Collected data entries
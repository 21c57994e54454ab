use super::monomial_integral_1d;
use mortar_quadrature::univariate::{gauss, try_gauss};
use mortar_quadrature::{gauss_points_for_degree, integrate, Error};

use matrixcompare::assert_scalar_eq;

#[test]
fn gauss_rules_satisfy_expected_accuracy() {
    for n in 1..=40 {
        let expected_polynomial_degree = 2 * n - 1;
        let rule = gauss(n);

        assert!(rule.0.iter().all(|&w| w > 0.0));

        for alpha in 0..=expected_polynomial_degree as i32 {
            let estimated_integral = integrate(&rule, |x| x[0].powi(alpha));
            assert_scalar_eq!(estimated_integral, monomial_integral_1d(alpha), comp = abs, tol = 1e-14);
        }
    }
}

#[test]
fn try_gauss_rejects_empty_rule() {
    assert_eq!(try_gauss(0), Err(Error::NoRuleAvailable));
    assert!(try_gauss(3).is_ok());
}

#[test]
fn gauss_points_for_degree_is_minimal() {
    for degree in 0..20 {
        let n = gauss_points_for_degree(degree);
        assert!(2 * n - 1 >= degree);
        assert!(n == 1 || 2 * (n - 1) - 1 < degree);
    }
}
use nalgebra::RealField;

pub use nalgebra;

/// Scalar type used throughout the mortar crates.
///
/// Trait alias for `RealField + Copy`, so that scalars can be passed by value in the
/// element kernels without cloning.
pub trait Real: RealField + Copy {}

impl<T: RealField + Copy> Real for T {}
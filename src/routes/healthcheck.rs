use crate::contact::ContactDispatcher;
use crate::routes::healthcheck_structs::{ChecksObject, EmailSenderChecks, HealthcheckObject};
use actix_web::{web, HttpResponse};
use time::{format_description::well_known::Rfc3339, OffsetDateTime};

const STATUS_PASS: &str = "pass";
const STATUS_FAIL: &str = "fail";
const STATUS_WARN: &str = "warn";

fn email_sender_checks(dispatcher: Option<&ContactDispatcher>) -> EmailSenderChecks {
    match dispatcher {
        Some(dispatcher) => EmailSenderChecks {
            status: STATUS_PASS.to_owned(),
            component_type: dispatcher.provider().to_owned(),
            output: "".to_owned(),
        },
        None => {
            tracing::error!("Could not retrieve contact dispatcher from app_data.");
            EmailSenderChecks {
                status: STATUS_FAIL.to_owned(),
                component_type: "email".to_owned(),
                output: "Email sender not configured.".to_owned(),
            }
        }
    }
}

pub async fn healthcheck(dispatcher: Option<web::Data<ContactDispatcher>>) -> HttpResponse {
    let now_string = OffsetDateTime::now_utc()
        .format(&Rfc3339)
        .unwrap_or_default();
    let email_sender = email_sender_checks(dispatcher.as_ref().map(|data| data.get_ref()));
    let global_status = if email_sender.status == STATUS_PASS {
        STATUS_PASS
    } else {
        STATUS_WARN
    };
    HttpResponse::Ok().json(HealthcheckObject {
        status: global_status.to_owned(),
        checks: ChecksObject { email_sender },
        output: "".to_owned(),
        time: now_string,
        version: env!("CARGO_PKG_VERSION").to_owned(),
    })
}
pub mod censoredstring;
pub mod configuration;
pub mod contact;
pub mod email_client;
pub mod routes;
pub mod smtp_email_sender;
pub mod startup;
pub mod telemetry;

--

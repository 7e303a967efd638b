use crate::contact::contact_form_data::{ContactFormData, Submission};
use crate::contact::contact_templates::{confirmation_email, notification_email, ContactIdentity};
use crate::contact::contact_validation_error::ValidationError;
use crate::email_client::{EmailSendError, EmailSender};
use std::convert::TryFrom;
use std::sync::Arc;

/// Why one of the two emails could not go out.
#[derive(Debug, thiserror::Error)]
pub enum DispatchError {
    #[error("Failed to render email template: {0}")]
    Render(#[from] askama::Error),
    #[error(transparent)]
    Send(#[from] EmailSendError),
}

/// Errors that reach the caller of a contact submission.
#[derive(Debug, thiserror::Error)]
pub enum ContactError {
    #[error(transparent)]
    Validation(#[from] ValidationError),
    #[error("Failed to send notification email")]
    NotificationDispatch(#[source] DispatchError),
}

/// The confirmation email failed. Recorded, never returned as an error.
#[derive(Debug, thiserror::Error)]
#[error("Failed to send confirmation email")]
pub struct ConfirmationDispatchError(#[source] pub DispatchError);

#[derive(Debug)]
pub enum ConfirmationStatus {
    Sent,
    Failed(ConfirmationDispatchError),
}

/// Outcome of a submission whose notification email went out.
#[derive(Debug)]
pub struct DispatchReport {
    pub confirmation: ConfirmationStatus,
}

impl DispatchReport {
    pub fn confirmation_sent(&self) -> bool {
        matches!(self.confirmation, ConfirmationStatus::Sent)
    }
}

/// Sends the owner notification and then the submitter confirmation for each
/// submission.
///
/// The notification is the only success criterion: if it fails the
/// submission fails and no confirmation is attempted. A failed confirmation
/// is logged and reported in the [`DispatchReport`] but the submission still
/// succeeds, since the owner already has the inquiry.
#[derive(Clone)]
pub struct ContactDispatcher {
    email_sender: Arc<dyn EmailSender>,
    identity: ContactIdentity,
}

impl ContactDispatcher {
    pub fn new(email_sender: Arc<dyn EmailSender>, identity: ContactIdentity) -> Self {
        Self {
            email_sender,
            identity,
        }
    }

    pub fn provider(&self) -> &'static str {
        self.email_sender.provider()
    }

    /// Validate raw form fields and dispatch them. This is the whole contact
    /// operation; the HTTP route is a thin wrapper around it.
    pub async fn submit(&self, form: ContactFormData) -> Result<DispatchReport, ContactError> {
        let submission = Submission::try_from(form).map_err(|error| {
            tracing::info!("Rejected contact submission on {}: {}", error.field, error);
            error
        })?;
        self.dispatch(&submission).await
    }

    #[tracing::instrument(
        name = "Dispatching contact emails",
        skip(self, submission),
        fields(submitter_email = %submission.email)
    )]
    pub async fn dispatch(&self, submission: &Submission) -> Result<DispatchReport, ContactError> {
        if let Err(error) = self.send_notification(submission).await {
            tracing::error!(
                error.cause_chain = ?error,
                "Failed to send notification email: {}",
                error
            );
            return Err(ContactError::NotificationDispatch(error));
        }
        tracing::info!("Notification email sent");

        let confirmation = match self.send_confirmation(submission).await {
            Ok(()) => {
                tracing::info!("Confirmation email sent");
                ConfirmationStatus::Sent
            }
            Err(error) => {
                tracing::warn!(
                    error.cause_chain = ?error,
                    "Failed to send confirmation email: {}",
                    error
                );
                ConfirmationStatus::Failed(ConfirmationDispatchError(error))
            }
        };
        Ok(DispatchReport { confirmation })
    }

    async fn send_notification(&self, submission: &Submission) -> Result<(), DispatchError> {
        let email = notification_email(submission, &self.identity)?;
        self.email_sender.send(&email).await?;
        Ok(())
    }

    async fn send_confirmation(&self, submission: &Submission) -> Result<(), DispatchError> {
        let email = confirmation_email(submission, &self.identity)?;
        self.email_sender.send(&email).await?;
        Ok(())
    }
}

...

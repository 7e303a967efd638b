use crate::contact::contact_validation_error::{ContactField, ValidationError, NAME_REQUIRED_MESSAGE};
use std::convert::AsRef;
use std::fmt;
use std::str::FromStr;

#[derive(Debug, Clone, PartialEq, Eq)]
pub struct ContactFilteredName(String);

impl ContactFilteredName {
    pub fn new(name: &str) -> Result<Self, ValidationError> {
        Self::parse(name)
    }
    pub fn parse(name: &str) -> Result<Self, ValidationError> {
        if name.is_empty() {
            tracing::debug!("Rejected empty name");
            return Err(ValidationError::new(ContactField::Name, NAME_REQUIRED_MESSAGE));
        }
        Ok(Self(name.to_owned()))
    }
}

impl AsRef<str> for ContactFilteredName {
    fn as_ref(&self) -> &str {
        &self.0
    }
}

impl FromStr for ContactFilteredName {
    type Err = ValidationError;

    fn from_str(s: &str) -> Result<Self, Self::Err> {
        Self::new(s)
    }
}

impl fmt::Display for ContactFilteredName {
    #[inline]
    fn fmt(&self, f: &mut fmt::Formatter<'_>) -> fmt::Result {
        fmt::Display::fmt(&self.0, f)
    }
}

● PROBLEM REQUIREMENTS
From the entries above, copy out every line where the string "OffsetDateTime" appears.

● RESPONSE TO THIS EXERCISE
use time::{format_description::well_known::Rfc3339, OffsetDateTime};
    let now_string = OffsetDateTime::now_utc()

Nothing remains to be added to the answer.